Langkah pun berderak menuju ke kantin. Lalu mesan minuman dingin dan kudapan kacang atom cap dua kelinci serta kerupuk udang gurih.
“Kerjaan resume Pelayanan Primamu udah rampung Eska?” tanya Yaya, si kerudung merah.
“Udah Yaya, udah beres..”
“Kamu emang rajin sih Eska.”
“Kalo kamu gimana resumenya Yaya?”
“Dikit lagi, tinggal dua kalimat aja. Udah itu selesai deh…”
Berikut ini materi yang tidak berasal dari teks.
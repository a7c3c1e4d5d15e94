use super::MemberSet;

/// Intent recognised in an inbound message. Built once per message.
#[derive(Debug, Clone, PartialEq, Eq)]
pub enum ParsedCommand {
    /// `@bot add @a @b to @alias`
    AddMembers { alias: String, ids: MemberSet },
    /// `@bot remove @a from @alias`
    RemoveMembers { alias: String, ids: MemberSet },
    /// `@bot list`
    ListAliases,
    /// Ordinary message addressing an alias
    MentionAlias { alias: String },
    /// Addressed to the bot but not understood
    Unrecognized,
    /// Ordinary chat, nothing to do
    Ignored,
}

impl ParsedCommand {
    pub fn as_str(&self) -> &'static str {
        match self {
            ParsedCommand::AddMembers { .. } => "add",
            ParsedCommand::RemoveMembers { .. } => "remove",
            ParsedCommand::ListAliases => "list",
            ParsedCommand::MentionAlias { .. } => "mention",
            ParsedCommand::Unrecognized => "unrecognized",
            ParsedCommand::Ignored => "ignored",
        }
    }
}
//! In-memory alias store for development and tests

use async_trait::async_trait;
use std::collections::HashMap;
use std::sync::Arc;
use tokio::sync::RwLock;

use crate::application::errors::StorageError;
use crate::domain::entities::MemberSet;
use crate::domain::traits::AliasStore;

/// group id -> alias -> members
type Groups = HashMap<String, HashMap<String, MemberSet>>;

/// Process-local store. Contents are lost on restart.
#[derive(Clone, Default)]
pub struct MemoryStore {
    groups: Arc<RwLock<Groups>>,
}

impl MemoryStore {
    pub fn new() -> Self {
        Self::default()
    }
}

#[async_trait]
impl AliasStore for MemoryStore {
    async fn get_members(&self, group_id: &str, alias: &str) -> Result<MemberSet, StorageError> {
        let groups = self.groups.read().await;
        Ok(groups
            .get(group_id)
            .and_then(|aliases| aliases.get(alias))
            .cloned()
            .unwrap_or_default())
    }

    async fn put_members(&self, group_id: &str, alias: &str, members: &MemberSet) -> Result<(), StorageError> {
        let mut groups = self.groups.write().await;
        groups
            .entry(group_id.to_string())
            .or_insert_with(HashMap::new)
            .insert(alias.to_string(), members.clone());
        Ok(())
    }

    async fn delete_alias(&self, group_id: &str, alias: &str) -> Result<(), StorageError> {
        let mut groups = self.groups.write().await;
        if let Some(aliases) = groups.get_mut(group_id) {
            aliases.remove(alias);
            if aliases.is_empty() {
                groups.remove(group_id);
            }
        }
        Ok(())
    }

    async fn list_aliases(&self, group_id: &str) -> Result<Vec<String>, StorageError> {
        let groups = self.groups.read().await;
        Ok(groups
            .get(group_id)
            .map(|aliases| aliases.keys().cloned().collect())
            .unwrap_or_default())
    }

    async fn ping(&self) -> Result<(), StorageError> {
        Ok(())
    }
}

#[cfg(test)]
mod tests {
    use super::*;

    fn set(ids: &[&str]) -> MemberSet {
        ids.iter().copied().collect()
    }

    #[tokio::test]
    async fn test_absent_alias_is_empty() {
        let store = MemoryStore::new();
        assert!(store.get_members("g", "@team").await.unwrap().is_empty());
        assert!(store.list_aliases("g").await.unwrap().is_empty());
    }

    #[tokio::test]
    async fn test_put_get_delete() {
        let store = MemoryStore::new();
        store.put_members("g", "@team", &set(&["1", "2"])).await.unwrap();
        store.put_members("g", "@ops", &set(&["3"])).await.unwrap();
        store.put_members("other", "@team", &set(&["9"])).await.unwrap();

        assert_eq!(store.get_members("g", "@team").await.unwrap(), set(&["1", "2"]));

        let mut aliases = store.list_aliases("g").await.unwrap();
        aliases.sort();
        assert_eq!(aliases, vec!["@ops".to_string(), "@team".to_string()]);

        store.delete_alias("g", "@team").await.unwrap();
        assert!(store.get_members("g", "@team").await.unwrap().is_empty());
        assert_eq!(store.list_aliases("g").await.unwrap(), vec!["@ops".to_string()]);
        assert_eq!(store.get_members("other", "@team").await.unwrap(), set(&["9"]));
    }

    #[tokio::test]
    async fn test_put_overwrites() {
        let store = MemoryStore::new();
        store.put_members("g", "@team", &set(&["1", "2"])).await.unwrap();
        store.put_members("g", "@team", &set(&["3"])).await.unwrap();
        assert_eq!(store.get_members("g", "@team").await.unwrap(), set(&["3"]));
    }
}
“Berarti selesai juga ya?”
“Ya, gitulah Eska.”
Yaya nyeruput minuman dingin dan menjumput kacang atom lalu negleknya. Kreekkk….. Kreekkkk….. Gurih dan nikmat. Saya pun minum minuman dingin hingga tenggorokan nyegar. Ngomong pun jadi lancar ngalir.
“Eska, bisa nggak kita duduk di taman sambil nikmati angin sore,” pintanya.
“Bisa. Bisa. Untuk gadis manis seperti kamu apapun akan saya lakukan,” sahut saya sekenanya. Jujur aja ya! Emang saya juga senang berduaan dengan Yaya.
Ceritanya lupa lagi nih ama Pelita, gadis kerudung putih, jika rasa senang menjalar. Emang.
“Ah, kamu suka ngombal aja, Eska. Nggak boleh tuh,” perlemah suaranya.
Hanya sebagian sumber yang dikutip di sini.